• _TASK TO COMPLETE_:
Where "Failed" occurs in a line of the entries below, copy that line.

++++ AVAILABLE DATA

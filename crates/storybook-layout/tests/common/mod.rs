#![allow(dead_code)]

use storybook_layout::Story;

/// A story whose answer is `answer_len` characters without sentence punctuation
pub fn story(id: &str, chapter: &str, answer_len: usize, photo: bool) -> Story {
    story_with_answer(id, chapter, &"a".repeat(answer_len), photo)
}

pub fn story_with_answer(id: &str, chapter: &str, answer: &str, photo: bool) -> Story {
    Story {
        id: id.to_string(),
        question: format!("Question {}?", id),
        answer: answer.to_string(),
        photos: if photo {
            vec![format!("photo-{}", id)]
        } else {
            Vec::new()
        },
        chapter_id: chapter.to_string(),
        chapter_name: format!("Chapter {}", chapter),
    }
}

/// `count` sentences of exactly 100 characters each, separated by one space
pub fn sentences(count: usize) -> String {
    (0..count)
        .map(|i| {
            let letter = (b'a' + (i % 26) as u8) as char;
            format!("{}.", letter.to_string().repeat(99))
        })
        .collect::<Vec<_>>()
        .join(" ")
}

++++++++
++++ AVAILABLE DATA

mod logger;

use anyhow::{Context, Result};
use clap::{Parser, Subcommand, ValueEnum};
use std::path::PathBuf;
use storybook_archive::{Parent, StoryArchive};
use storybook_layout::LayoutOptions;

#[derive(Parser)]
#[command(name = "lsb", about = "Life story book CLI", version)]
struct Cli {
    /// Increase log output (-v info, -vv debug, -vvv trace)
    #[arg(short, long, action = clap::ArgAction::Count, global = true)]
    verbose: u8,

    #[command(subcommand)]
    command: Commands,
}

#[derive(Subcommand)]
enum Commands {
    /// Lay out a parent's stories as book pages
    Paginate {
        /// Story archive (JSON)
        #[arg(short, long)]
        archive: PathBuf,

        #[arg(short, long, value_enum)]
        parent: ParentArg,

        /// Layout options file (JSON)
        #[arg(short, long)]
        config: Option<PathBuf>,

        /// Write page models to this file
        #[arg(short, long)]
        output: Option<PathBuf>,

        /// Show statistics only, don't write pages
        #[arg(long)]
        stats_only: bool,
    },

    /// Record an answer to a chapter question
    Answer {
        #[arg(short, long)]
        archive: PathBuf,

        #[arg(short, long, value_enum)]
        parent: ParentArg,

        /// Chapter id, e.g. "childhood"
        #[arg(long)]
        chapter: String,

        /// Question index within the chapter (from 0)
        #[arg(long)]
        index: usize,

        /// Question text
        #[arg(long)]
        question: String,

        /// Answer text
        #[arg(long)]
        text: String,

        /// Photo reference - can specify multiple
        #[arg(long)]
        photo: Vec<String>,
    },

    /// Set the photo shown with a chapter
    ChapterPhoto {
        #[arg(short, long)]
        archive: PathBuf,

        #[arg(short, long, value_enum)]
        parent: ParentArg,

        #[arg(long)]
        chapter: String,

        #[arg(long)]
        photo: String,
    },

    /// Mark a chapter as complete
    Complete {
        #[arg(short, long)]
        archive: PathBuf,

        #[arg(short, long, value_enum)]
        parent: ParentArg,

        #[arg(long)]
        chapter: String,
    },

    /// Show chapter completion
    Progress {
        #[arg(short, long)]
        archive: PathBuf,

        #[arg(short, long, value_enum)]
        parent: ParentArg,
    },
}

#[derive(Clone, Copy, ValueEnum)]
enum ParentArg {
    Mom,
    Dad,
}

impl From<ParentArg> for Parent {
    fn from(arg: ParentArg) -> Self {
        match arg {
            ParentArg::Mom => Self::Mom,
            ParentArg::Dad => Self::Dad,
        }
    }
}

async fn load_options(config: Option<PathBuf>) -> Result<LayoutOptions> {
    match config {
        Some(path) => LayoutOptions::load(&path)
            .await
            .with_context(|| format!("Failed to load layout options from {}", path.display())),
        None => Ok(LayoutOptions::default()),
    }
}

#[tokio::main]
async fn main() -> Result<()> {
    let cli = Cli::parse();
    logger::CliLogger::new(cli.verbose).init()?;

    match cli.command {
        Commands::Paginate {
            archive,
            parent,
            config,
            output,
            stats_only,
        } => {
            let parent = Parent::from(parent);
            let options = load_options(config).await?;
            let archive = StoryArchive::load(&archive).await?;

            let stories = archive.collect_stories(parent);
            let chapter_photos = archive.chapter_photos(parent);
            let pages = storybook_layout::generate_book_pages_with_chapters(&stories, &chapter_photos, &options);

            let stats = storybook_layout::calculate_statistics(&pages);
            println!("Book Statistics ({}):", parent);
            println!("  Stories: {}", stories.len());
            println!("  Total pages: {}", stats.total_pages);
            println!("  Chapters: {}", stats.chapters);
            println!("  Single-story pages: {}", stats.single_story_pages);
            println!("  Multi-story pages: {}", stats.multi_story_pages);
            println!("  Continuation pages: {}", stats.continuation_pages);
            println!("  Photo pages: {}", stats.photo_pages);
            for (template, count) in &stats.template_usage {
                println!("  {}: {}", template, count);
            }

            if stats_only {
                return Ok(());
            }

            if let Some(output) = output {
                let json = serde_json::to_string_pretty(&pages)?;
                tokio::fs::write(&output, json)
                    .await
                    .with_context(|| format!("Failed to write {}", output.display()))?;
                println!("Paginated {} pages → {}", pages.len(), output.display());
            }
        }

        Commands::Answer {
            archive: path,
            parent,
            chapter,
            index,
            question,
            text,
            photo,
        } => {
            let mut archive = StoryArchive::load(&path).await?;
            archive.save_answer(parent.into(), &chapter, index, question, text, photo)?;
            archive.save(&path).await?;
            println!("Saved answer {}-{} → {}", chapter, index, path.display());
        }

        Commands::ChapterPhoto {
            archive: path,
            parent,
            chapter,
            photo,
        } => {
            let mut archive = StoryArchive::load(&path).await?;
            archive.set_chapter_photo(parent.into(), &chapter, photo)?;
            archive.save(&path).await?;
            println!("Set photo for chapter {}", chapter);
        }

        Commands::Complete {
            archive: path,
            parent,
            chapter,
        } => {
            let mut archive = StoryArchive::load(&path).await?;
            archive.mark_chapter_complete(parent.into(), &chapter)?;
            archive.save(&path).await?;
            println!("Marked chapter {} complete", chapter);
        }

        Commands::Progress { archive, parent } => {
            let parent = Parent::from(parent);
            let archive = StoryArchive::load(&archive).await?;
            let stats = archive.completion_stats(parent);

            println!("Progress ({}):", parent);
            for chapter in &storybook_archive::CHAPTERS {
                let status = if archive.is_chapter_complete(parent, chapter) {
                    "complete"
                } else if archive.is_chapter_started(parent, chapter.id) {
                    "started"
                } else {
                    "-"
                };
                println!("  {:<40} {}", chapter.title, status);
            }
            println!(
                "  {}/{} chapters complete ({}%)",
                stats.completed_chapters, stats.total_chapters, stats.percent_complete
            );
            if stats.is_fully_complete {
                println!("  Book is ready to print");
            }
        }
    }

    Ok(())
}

++++++++

• _YOUR SOLUTION_:
            .with_context(|| format!("Failed to load layout options from {}", path.display())),
                    .with_context(|| format!("Failed to write {}", output.display()))?;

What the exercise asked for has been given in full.